Re: /proc/pid/fd/ shows strange mode when executed via sudo.

[Tetsuo Handa]

Al Viro wrote:
> On Fri, May 18, 2012 at 02:32:58PM -0700, Linus Torvalds wrote:
> > On Fri, May 18, 2012 at 2:26 PM, Linus Torvalds
> > <torvalds@linux-foundation.org> wrote:
> > >
> > > However, wouldn't it be better to move the check you added to the
> > > readdir() path, then, so that we don't do it unnecessarily for
> > > lookups..
> > >
> > > I'll check how that looks.
> > 
> > Actually, we already do that.

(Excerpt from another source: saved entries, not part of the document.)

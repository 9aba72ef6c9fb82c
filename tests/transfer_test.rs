//! Content transfer integration tests: two on-disk blob stores playing
//! sender and receiver, metadata in memory.

use std::sync::Arc;
use tempfile::TempDir;
use voltree::blob::{BlobStore, DirBlobStore};
use voltree::model::{ContentId, Snapshot, SnapshotId, VolumeId, VolumeSet};
use voltree::store::{MemoryMetaStore, MetaStore};
use voltree::transfer::hash::Xxh3Hasher;
use voltree::transfer::{Selector, TransferEngine};
use voltree::VoltreeError;

struct Side {
    meta: MemoryMetaStore,
    blobs: DirBlobStore,
}

async fn side(dir: &TempDir, name: &str) -> Side {
    let blobs = DirBlobStore::open(&dir.path().join(name), Arc::new(Xxh3Hasher))
        .await
        .unwrap()
        .with_chunk_size(8);
    Side {
        meta: MemoryMetaStore::new(),
        blobs,
    }
}

/// Snapshot `data` on the given side, recording parent lineage.
async fn take_snapshot(
    side: &Side,
    vs: &VolumeSet,
    id: &str,
    parent: Option<&str>,
    data: &[u8],
) -> Snapshot {
    let vol = VolumeId::generate();
    side.blobs.create_volume(&vol).await.unwrap();
    tokio::fs::write(side.blobs.mount_path(&vol), data).await.unwrap();
    let content = side.blobs.snapshot_volume(&vol).await.unwrap();
    side.blobs.delete_volume(&vol).await.unwrap();

    let mut snap = Snapshot::new(vs.id.clone(), parent.map(SnapshotId::from), content);
    snap.id = SnapshotId::from(id);
    snap.name = Some(id.to_string());
    side.meta.put_snapshot(&snap).await.unwrap();
    snap
}

#[tokio::test]
async fn test_push_single_snapshot_and_idempotence() {
    let dir = TempDir::new().unwrap();
    let src = side(&dir, "src").await;
    let dst = side(&dir, "dst").await;
    let vs = VolumeSet::new("app", "");
    src.meta.put_volume_set(&vs).await.unwrap();

    let snap = take_snapshot(&src, &vs, "s1", None, b"0123456789abcdef0123").await;
    let engine = TransferEngine::default();
    let selector = Selector::Snapshot(snap.id.clone());

    let stats = engine
        .push(&src.meta, &src.blobs, &dst.meta, &dst.blobs, &selector)
        .await
        .unwrap();
    assert_eq!(stats.snapshots, 1);
    // 20 bytes at chunk size 8: chunks of 8, 8, 4.
    assert_eq!(stats.chunks_sent, 3);
    assert_eq!(stats.chunks_skipped, 0);
    assert_eq!(stats.bytes_sent, 20);

    // The receiver now has the snapshot record with a committed content ref.
    let received = dst.meta.get_snapshot(&snap.id).await.unwrap().unwrap();
    let content = received.content.unwrap();
    assert!(dst.blobs.has_content(&content).await.unwrap());
    assert_eq!(Some(&content), snap.content.as_ref());

    // A second push moves nothing.
    let stats = engine
        .push(&src.meta, &src.blobs, &dst.meta, &dst.blobs, &selector)
        .await
        .unwrap();
    assert_eq!(stats.chunks_sent, 0);
    assert_eq!(stats.chunks_skipped, 3);
    assert_eq!(stats.bytes_sent, 0);
}

#[tokio::test]
async fn test_push_without_content_fails_before_touching_receiver() {
    let dir = TempDir::new().unwrap();
    let src = side(&dir, "src").await;
    let dst = side(&dir, "dst").await;
    let vs = VolumeSet::new("app", "");
    src.meta.put_volume_set(&vs).await.unwrap();

    let mut snap = Snapshot::new(vs.id.clone(), None, ContentId("c".into()));
    snap.id = SnapshotId::from("bare");
    snap.content = None;
    src.meta.put_snapshot(&snap).await.unwrap();

    let err = TransferEngine::default()
        .push(
            &src.meta,
            &src.blobs,
            &dst.meta,
            &dst.blobs,
            &Selector::Snapshot(snap.id.clone()),
        )
        .await
        .unwrap_err();
    assert!(matches!(err, VoltreeError::InvalidArgument(_)));
    assert!(dst.meta.get_snapshot(&snap.id).await.unwrap().is_none());
}

#[tokio::test]
async fn test_volumeset_push_dedups_shared_chunks() {
    let dir = TempDir::new().unwrap();
    let src = side(&dir, "src").await;
    let dst = side(&dir, "dst").await;
    let vs = VolumeSet::new("app", "");
    src.meta.put_volume_set(&vs).await.unwrap();

    // s2 shares its first 16 bytes with s1 and appends 8 new ones.
    take_snapshot(&src, &vs, "s1", None, b"aaaaaaaabbbbbbbb").await;
    take_snapshot(&src, &vs, "s2", Some("s1"), b"aaaaaaaabbbbbbbbcccccccc").await;
    // A content-less snapshot in the set is skipped, not an error.
    let mut bare = Snapshot::new(vs.id.clone(), Some(SnapshotId::from("s2")), ContentId("c".into()));
    bare.id = SnapshotId::from("s3");
    bare.content = None;
    src.meta.put_snapshot(&bare).await.unwrap();

    let stats = TransferEngine::default()
        .push(
            &src.meta,
            &src.blobs,
            &dst.meta,
            &dst.blobs,
            &Selector::VolumeSet(vs.id.clone()),
        )
        .await
        .unwrap();

    assert_eq!(stats.snapshots, 2);
    // s1 sends 2 chunks; s2 re-sends nothing for the shared prefix.
    assert_eq!(stats.chunks_sent, 3);
    assert_eq!(stats.chunks_skipped, 2);

    for id in ["s1", "s2"] {
        let received = dst.meta.get_snapshot(&SnapshotId::from(id)).await.unwrap().unwrap();
        assert!(dst.blobs.has_content(&received.content.unwrap()).await.unwrap());
    }
    assert!(dst.meta.get_snapshot(&SnapshotId::from("s3")).await.unwrap().is_none());
}

#[tokio::test]
async fn test_corrupt_chunk_aborts_push_without_committing() {
    let dir = TempDir::new().unwrap();
    let src = side(&dir, "src").await;
    let dst = side(&dir, "dst").await;
    let vs = VolumeSet::new("app", "");
    src.meta.put_volume_set(&vs).await.unwrap();

    let snap = take_snapshot(&src, &vs, "s1", None, b"payload under test").await;

    // Flip every stored chunk behind the sender's back; verification must
    // catch the mismatch even after the single re-fetch.
    let chunks = dir.path().join("src").join("chunks");
    for entry in std::fs::read_dir(&chunks).unwrap() {
        std::fs::write(entry.unwrap().path(), b"garbage!").unwrap();
    }

    let err = TransferEngine::default()
        .push(
            &src.meta,
            &src.blobs,
            &dst.meta,
            &dst.blobs,
            &Selector::Snapshot(snap.id.clone()),
        )
        .await
        .unwrap_err();
    assert!(matches!(err, VoltreeError::TransferIntegrity { .. }));
    // Nothing committed on the receiver.
    assert!(dst.meta.get_snapshot(&snap.id).await.unwrap().is_none());
}

#[tokio::test]
async fn test_pull_then_clone_reconstructs_data() {
    let dir = TempDir::new().unwrap();
    let hub = side(&dir, "hub").await;
    let local = side(&dir, "local").await;
    let vs = VolumeSet::new("app", "");
    hub.meta.put_volume_set(&vs).await.unwrap();

    let data = b"the quick brown fox jumps over the lazy dog";
    let snap = take_snapshot(&hub, &vs, "s1", None, data).await;

    TransferEngine::default()
        .pull(
            &hub.meta,
            &hub.blobs,
            &local.meta,
            &local.blobs,
            &Selector::Snapshot(snap.id.clone()),
        )
        .await
        .unwrap();

    let received = local.meta.get_snapshot(&snap.id).await.unwrap().unwrap();
    let vol = VolumeId::generate();
    let path = local
        .blobs
        .clone_volume(&vol, received.content.as_ref().unwrap())
        .await
        .unwrap();
    assert_eq!(tokio::fs::read(&path).await.unwrap(), data);
}

#[tokio::test]
async fn test_transfer_fills_in_content_ref_on_synced_metadata() {
    // Metadata arrived first via sync (content ref unset on the receiver);
    // the transfer fills it in.
    let dir = TempDir::new().unwrap();
    let src = side(&dir, "src").await;
    let dst = side(&dir, "dst").await;
    let vs = VolumeSet::new("app", "");
    src.meta.put_volume_set(&vs).await.unwrap();

    let snap = take_snapshot(&src, &vs, "s1", None, b"payload bytes here").await;
    let mut synced = snap.clone();
    synced.content = None;
    dst.meta.put_snapshot(&synced).await.unwrap();

    TransferEngine::default()
        .push(
            &src.meta,
            &src.blobs,
            &dst.meta,
            &dst.blobs,
            &Selector::Snapshot(snap.id.clone()),
        )
        .await
        .unwrap();

    let received = dst.meta.get_snapshot(&snap.id).await.unwrap().unwrap();
    assert_eq!(received.content, snap.content);
}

It's the fcheck_files() check in
> > proc_readfd_common(), no?
> 
> Missed that.  Yes, you are right - there's no point keeping that
> in proc_fd_instantiate().  OK, messing with fcheck_files() in there
> dropped now...

OK. As of commit 30a08bf2d "proc: move fd symlink i_mode calculations into
tid_fd_revalidate()", things are working as expected. Thank you.